> **WHAT YOU SHOULD DO**: All lines from the start of the listing below through the line containing "the first signal." are to be written out again exactly, and no others.

> **DATA SHOWN**:

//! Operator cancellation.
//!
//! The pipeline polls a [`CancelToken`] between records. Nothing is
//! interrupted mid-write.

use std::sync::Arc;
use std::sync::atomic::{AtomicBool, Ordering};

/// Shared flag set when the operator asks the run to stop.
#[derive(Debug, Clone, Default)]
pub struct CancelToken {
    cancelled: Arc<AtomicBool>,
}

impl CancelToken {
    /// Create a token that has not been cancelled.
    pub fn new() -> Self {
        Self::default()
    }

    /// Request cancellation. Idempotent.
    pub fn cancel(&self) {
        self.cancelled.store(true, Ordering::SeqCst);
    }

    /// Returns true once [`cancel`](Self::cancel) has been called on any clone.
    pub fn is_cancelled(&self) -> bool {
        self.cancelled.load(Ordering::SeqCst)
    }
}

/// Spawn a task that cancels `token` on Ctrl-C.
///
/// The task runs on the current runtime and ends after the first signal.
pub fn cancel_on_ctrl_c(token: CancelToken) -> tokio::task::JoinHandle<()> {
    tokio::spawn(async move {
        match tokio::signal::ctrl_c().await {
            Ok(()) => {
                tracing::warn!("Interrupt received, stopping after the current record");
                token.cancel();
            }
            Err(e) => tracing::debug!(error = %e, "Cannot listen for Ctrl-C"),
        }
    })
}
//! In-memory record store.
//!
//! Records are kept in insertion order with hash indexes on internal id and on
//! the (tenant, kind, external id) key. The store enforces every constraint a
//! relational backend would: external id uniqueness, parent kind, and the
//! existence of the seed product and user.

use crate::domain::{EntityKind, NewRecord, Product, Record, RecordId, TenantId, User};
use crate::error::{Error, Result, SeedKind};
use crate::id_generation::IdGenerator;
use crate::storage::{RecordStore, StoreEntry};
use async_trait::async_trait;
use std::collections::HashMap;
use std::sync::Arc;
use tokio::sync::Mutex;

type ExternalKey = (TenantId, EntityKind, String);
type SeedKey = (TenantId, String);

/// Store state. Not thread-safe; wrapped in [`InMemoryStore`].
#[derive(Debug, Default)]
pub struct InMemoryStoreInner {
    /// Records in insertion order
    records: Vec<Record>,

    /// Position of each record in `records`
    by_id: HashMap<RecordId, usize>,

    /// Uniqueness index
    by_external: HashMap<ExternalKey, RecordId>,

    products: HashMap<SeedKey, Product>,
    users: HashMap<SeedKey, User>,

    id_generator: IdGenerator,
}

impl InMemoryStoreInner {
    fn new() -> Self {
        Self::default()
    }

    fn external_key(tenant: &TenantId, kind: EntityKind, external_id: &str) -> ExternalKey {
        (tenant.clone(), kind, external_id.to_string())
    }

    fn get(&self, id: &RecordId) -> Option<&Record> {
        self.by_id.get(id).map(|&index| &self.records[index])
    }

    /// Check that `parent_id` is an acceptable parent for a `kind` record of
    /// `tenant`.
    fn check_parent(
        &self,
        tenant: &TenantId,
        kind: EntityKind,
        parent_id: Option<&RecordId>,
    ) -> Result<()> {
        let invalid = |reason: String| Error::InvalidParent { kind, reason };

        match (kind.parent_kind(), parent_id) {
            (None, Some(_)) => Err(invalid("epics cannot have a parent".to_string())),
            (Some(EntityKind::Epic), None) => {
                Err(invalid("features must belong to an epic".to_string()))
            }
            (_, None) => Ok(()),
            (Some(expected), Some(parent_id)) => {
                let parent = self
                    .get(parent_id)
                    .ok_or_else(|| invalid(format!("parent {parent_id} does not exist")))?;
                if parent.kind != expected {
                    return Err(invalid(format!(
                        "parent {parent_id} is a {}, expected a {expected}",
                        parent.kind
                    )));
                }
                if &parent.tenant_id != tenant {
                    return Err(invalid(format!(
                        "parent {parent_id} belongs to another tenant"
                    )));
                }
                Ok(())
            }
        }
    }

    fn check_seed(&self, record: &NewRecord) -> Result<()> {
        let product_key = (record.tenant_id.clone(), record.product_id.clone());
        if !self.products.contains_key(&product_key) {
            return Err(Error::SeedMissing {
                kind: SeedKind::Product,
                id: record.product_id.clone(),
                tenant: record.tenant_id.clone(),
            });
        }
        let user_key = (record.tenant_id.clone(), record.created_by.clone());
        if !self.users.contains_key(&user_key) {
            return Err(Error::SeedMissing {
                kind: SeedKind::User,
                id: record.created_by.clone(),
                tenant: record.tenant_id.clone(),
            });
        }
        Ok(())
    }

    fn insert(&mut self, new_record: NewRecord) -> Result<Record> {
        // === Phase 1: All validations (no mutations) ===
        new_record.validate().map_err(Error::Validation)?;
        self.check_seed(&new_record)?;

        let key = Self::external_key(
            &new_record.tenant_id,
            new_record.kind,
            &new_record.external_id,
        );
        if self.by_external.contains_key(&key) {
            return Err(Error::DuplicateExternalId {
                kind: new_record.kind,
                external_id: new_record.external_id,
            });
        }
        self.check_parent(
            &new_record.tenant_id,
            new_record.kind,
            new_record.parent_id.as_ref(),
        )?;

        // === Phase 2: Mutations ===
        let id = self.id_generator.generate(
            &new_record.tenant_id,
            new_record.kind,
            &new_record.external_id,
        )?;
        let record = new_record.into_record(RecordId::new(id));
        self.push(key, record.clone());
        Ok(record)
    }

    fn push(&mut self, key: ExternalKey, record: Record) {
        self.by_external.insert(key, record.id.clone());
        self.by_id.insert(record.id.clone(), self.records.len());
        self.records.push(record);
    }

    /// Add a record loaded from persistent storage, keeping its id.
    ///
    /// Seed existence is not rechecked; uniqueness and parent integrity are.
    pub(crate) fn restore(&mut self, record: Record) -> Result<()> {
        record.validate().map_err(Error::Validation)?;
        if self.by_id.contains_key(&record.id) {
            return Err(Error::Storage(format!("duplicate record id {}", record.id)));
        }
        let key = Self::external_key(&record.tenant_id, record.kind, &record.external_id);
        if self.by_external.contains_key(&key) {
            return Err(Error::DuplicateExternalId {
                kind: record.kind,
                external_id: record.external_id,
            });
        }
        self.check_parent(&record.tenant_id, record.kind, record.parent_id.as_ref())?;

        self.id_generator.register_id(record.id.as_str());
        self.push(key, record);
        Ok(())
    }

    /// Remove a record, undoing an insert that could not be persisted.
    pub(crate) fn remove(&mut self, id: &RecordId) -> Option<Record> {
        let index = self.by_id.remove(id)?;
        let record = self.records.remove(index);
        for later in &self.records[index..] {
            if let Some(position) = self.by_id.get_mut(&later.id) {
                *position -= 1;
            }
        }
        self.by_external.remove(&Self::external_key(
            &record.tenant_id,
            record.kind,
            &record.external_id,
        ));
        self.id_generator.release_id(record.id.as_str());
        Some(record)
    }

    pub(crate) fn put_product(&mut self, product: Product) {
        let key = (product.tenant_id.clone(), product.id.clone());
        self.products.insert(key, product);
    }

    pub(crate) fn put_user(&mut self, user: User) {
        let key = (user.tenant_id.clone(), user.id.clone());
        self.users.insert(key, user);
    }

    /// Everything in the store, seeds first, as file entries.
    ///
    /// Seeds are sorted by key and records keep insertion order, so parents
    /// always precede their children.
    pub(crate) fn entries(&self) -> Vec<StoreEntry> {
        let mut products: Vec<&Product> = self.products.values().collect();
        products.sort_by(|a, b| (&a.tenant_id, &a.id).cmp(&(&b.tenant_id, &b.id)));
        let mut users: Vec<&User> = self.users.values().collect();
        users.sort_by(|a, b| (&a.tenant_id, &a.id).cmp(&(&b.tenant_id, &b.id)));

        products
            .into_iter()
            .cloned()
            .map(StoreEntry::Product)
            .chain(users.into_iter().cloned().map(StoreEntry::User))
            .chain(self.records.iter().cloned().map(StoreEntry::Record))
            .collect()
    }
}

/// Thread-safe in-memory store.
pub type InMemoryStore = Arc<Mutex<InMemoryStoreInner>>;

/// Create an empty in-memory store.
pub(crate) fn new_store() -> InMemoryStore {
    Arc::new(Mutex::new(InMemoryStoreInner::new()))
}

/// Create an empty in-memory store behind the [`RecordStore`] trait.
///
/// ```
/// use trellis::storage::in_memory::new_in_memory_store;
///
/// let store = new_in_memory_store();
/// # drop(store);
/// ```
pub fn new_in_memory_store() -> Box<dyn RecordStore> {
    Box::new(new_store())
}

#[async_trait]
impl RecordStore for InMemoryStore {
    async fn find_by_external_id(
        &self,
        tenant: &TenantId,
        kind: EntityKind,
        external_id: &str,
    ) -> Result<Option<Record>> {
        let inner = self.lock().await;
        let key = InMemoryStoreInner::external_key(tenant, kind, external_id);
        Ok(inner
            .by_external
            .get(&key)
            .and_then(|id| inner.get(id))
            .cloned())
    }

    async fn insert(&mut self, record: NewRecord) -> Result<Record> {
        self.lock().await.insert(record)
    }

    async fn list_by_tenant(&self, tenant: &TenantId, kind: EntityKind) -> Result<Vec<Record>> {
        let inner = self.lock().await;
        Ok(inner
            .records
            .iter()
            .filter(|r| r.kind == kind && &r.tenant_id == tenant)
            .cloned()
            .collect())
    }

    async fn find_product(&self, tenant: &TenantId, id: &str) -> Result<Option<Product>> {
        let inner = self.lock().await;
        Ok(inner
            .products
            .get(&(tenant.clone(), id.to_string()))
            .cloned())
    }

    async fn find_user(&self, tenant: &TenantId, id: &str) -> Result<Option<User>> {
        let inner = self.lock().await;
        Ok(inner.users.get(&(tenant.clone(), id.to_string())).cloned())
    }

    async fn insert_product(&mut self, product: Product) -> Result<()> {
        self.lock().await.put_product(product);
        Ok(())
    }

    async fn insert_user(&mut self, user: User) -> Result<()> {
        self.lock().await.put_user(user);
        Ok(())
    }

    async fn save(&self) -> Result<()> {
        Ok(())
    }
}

> **TASK ANSWER**:
//! Operator cancellation.
//!
//! The pipeline polls a [`CancelToken`] between records. Nothing is
//! interrupted mid-write.

use std::sync::Arc;
use std::sync::atomic::{AtomicBool, Ordering};

/// Shared flag set when the operator asks the run to stop.
#[derive(Debug, Clone, Default)]
pub struct CancelToken {
    cancelled: Arc<AtomicBool>,
}

impl CancelToken {
    /// Create a token that has not been cancelled.
    pub fn new() -> Self {
        Self::default()
    }

    /// Request cancellation. Idempotent.
    pub fn cancel(&self) {
        self.cancelled.store(true, Ordering::SeqCst);
    }

    /// Returns true once [`cancel`](Self::cancel) has been called on any clone.
    pub fn is_cancelled(&self) -> bool {
        self.cancelled.load(Ordering::SeqCst)
    }
}

/// Spawn a task that cancels `token` on Ctrl-C.
///
/// The task runs on the current runtime and ends after the first signal.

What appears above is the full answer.